I wanted to see how the film would land with non-cinephile audiences because it has a certain pace and it obviously has artistic ambitions. So when I realized that I had, usually, non-cinema-loving people be very emotionally moved firstly—then, secondly, people who were absolutely disinterested in animals, ecology, and the climate were also moved by the sheer ethical force of what the brothers are doing—that also was pleasantly surprising because I realized there were other things that you could hold onto in the film and which was valuable to them. So yeah: I was worried about the pace possibly being a bit alienating. So the fact that it wasn’t was very welcome. And I always knew that the brothers’ lives were remarkable and singular enough for it to make people just be really taken in. I was not sure of how the whole parade of animals that we have in the film would land, and people seem to really enjoy that. So overall I was worried it would only speak to a niche art-cinema audience, which thankfully it hasn’t. And it doesn’t alienate somebody who’s only interested in mainstream cinema, so that’s been pleasantly surprising.

Lastly, with it being about a year since the premiere, what is the latest with the brothers and their journey? You’ve said they are still kind of financially struggling, but this film and the media attention around their mission has given it interest.

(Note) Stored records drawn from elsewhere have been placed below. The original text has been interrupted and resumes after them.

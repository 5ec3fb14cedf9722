use std::collections::HashMap;
use std::time::Instant;

use serde::Serialize;

use crate::models::candidate::Candidate;
use crate::models::interview::{Interview, InterviewStatus};
use crate::store::Stores;
use crate::utils::logger::LOGGER;

#[derive(Debug, Serialize)]
pub struct AnalyticsResponse {
    pub total_jobs: usize,
    pub total_candidates: usize,
    pub status_breakdown: HashMap<String, usize>,
    pub average_match_score: f64,
    pub interview_stats: InterviewStats,
    pub hire_rate_percent: f64,
}

#[derive(Debug, Serialize)]
pub struct InterviewStats {
    pub total: usize,
    pub confirmed: usize,
    pub pending: usize,
    pub cancelled: usize,
}

/// Pipeline dashboard derived in full from the current store contents.
pub fn pipeline_analytics(stores: &Stores) -> AnalyticsResponse {
    let start = Instant::now();

    let candidates = stores.candidates.list();
    let interviews = stores.interviews.list();
    let total_jobs = stores.jobs.list().len();

    let response = AnalyticsResponse {
        total_jobs,
        total_candidates: candidates.len(),
        status_breakdown: status_breakdown(&candidates),
        average_match_score: average_match_score(&candidates),
        interview_stats: interview_stats(&interviews),
        hire_rate_percent: hire_rate(&candidates),
    };

    LOGGER.log_performance_metric(
        "analytics_total_duration",
        start.elapsed().as_millis() as f64,
        HashMap::new(),
    );
    response
}

fn status_breakdown(candidates: &[Candidate]) -> HashMap<String, usize> {
    let mut breakdown = HashMap::new();
    for candidate in candidates {
        *breakdown
            .entry(candidate.status.as_str().to_string())
            .or_insert(0) += 1;
    }
    breakdown
}

fn average_match_score(candidates: &[Candidate]) -> f64 {
    if candidates.is_empty() {
        return 0.0;
    }
    let sum: u32 = candidates.iter().map(|c| c.match_score as u32).sum();
    sum as f64 / candidates.len() as f64
}

fn interview_stats(interviews: &[Interview]) -> InterviewStats {
    let count = |status: InterviewStatus| interviews.iter().filter(|i| i.status == status).count();
    InterviewStats {
        total: interviews.len(),
        confirmed: count(InterviewStatus::Confirmed),
        pending: count(InterviewStatus::Pending),
        cancelled: count(InterviewStatus::Cancelled),
    }
}

fn hire_rate(candidates: &[Candidate]) -> f64 {
    if candidates.is_empty() {
        return 0.0;
    }
    let hired = candidates
        .iter()
        .filter(|c| c.status == crate::models::candidate::ApplicationStatus::Hired)
        .count();
    (hired as f64 / candidates.len() as f64) * 100.0
}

Nadeem has been traveling with us often. They all came to Cannes and went to a bunch of festivals—in Krakow, Australia. He’s now here for the New York Film Festival and the film release today. They’re strong interlocutors and representatives of the film even now. And our producers have been very kind in offering support to the hospital for the next year and possibly longer. I’m proud that that’s been an actual material, concrete help to the subjects above. And it’s of course not easy. What they’re doing really is fundamentally quixotic. They are like three Don Quixotes literally trying to find a more hopeful [future for] Delhi. So it’s not easy and it’s not materially or financially or emotionally easy. And they are still soldiering on. So a lot of the things that you see in the film are still ongoing and similar.